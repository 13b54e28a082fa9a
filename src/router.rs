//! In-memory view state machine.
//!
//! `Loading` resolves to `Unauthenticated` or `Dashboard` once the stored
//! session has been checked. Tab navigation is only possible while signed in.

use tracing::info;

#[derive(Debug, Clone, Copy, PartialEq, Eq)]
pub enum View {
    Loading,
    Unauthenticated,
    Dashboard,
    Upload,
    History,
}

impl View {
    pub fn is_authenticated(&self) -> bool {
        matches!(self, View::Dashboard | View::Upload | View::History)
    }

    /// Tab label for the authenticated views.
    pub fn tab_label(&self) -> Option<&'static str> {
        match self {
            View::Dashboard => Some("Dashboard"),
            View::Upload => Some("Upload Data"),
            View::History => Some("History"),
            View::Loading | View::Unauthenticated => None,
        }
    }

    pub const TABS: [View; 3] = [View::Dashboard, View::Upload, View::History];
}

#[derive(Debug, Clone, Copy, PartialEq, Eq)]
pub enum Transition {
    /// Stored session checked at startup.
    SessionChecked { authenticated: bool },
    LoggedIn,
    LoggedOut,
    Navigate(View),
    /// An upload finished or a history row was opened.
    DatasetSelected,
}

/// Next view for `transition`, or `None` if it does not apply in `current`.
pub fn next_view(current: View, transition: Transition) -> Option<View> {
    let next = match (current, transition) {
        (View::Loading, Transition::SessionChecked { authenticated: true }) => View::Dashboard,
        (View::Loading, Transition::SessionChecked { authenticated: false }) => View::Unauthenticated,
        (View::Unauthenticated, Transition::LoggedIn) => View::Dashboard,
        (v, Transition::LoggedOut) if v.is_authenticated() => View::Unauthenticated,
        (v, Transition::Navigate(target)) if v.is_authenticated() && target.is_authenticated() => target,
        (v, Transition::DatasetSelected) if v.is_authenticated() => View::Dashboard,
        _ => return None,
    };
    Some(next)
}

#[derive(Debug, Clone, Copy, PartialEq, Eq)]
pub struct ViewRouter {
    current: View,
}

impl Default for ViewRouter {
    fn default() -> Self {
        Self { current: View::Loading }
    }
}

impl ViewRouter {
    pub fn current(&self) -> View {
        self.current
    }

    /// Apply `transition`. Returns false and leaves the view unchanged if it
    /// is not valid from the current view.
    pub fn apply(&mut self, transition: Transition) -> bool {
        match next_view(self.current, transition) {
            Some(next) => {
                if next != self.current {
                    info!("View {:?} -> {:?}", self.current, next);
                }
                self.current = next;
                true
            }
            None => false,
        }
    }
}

*-*-*

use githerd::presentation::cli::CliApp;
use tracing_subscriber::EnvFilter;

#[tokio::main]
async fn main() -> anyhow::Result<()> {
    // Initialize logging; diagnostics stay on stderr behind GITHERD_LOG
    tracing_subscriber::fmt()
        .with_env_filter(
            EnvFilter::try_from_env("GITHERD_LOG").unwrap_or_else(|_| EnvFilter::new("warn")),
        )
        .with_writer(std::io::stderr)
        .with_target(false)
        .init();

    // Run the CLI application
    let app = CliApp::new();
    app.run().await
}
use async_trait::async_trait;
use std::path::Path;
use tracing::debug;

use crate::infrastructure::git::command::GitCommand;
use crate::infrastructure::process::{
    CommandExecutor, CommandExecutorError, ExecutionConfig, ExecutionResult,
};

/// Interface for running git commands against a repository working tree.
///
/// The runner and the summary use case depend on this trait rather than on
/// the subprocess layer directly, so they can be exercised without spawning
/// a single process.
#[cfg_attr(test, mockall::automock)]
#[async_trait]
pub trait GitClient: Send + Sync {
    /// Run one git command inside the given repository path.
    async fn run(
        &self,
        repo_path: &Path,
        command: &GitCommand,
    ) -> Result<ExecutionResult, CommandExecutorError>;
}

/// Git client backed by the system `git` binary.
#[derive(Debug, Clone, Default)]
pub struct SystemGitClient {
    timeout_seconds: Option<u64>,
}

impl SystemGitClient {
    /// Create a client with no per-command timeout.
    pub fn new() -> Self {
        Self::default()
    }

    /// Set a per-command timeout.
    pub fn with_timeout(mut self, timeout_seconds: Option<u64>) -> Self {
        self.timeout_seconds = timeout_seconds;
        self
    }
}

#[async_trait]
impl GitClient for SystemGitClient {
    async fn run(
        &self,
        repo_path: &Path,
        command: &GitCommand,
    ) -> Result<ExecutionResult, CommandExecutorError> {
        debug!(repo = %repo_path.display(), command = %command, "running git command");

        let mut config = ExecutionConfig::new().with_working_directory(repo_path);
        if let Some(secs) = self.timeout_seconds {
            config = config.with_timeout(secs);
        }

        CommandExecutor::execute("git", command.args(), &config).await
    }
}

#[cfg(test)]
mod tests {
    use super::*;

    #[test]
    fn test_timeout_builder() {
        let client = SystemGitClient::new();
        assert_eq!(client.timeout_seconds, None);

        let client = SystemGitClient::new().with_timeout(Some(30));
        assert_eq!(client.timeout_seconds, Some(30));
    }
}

*-*-*

Instructions to follow
Only one part of the material above is to be transcribed, namely the lines starting with the line that has "View::Loading | View::Unauthenticated" and going on through the line that has "(View::Unauthenticated, Transition::LoggedIn) =>", exactly as they stand.

Solution to this problem
            View::Loading | View::Unauthenticated => None,
        }
    }

    pub const TABS: [View; 3] = [View::Dashboard, View::Upload, View::History];
}

#[derive(Debug, Clone, Copy, PartialEq, Eq)]
pub enum Transition {
    /// Stored session checked at startup.
    SessionChecked { authenticated: bool },
    LoggedIn,
    LoggedOut,
    Navigate(View),
    /// An upload finished or a history row was opened.
    DatasetSelected,
}

/// Next view for `transition`, or `None` if it does not apply in `current`.
pub fn next_view(current: View, transition: Transition) -> Option<View> {
    let next = match (current, transition) {
        (View::Loading, Transition::SessionChecked { authenticated: true }) => View::Dashboard,
        (View::Loading, Transition::SessionChecked { authenticated: false }) => View::Unauthenticated,
        (View::Unauthenticated, Transition::LoggedIn) => View::Dashboard,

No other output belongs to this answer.